Between the Dying and the Dead:
Dr. Jack Kevorkians's Life and the Battle to Legalize Euthanasia
Press Release Provided By:
The University of Wisconsin Press
Dr. Jack Kevorkian is best known for inventing the ‘suicide machine’ and being an outspoken proponent of the right to die with dignity. He has changed the way many people think about living wills, physician assisted suicide and euthanasia. Between the Dying and the Dead, his first authorized biography, tells the story of this complicated and controversial man.
On 22 November 1998, Dr Jack Kevorkian made headlines across America when a videotape showing him administering a lethal injection to Thomas Youk, a 52-year-old man in the final stages of Lou Gehrig’s disease, was broadcast on national television. The program triggered intense debate; three days after it was aired Kevorkian was arrested and charged with second-degree murder. He was tried and sentenced to 10-25 years in a maximum-security prison.
Born in 1928 in Michigan, Kevorkian was the son of Armenian refugees who fled to America to escape the Turkish genocide. A precocious student, his humor and intelligence caused him trouble at school and at home. He abandoned the engineering career his father had mapped out for him to become a doctor, but after witnessing his mother’s long and painful death from cancer, Kevorkian resolved to ease the suffering of the terminally ill.
Kevorkian embarked on a career in pathology earning himself a nomination for a Nobel Prize. From pioneering living wills and the right to refuse resuscitation to perfecting blood transfusions from cadavers to the living, harvesting organs from death row inmates and inventing the suicide machine for which he became famous, Kevorkian’s career was a series of forward thinking innovations. Oregon’s Death with Dignity Act — on which Britain’s ADTI (Assisted Dying for the Terminally Ill) Bill is modeled — was based on Jack Kevorkian’s principles of assisted suicide.

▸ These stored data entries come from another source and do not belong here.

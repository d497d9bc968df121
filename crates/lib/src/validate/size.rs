use super::ValidationReport;
use crate::build::Builder;
use crate::consts::BYTES_PER_MB;

fn to_mb(bytes: u64) -> f64 {
  bytes as f64 / BYTES_PER_MB as f64
}

/// Uncompressed step bundles must fit the deployment limit. Steps without a
/// recorded size (failed or not built) are skipped.
pub fn validate_step_sizes(builder: &Builder) -> ValidationReport {
  let mut report = ValidationReport::default();
  let limits = &builder.config().limits;
  let max = limits.step_max_bytes();

  for (path, size) in builder.step_uncompressed_sizes() {
    if *size <= max {
      continue;
    }
    let Some(step) = builder.steps().get(path) else {
      continue;
    };
    report.error(
      &step.entrypoint_path,
      step.name(),
      format!(
        "Step bundle is {:.2}MB, exceeding the maximum of {}MB",
        to_mb(*size),
        limits.step_max_mb
      ),
    );
  }

  report
}

pub fn validate_router_sizes(builder: &Builder) -> ValidationReport {
  let mut report = ValidationReport::default();
  let limits = &builder.config().limits;
  let max = limits.router_max_bytes();

  for (language, size) in builder.router_uncompressed_sizes() {
    if *size <= max {
      continue;
    }
    report.error(
      language.router_bundle_path(),
      format!("router-{language}"),
      format!(
        "Router bundle for {language} is {:.2}MB, exceeding the maximum of {}MB",
        to_mb(*size),
        limits.router_max_mb
      ),
    );
  }

  report
}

Kevorkian’s efforts to legalize euthanasia gathered pace when, in 1987, he started advertising in newspapers as a ‘physician consultant for death counseling’. In the following years he earned the nickname Dr Death for assisting in the suicide of over 130 people. In each of these cases, the individuals used homemade devices to start the flow of carbon monoxide or intravenous chemicals that caused their death. In Thomas Youk’s case, however, Kevorkian had to administer the injection because Youk’s illness meant he was unable to work the suicide machine himself. In an attempt to force the law, Kevorkian videoed the suicide and sent the tape to the media
At a time when assisted suicide and euthanasia are at the forefront of political and public scrutiny, Between the Dying and the Dead is an absorbing account of Kevorkian’s battles with the press, right-to-lifers, politicians, doctors and the legal authorities and the struggles that led to his imprisonment.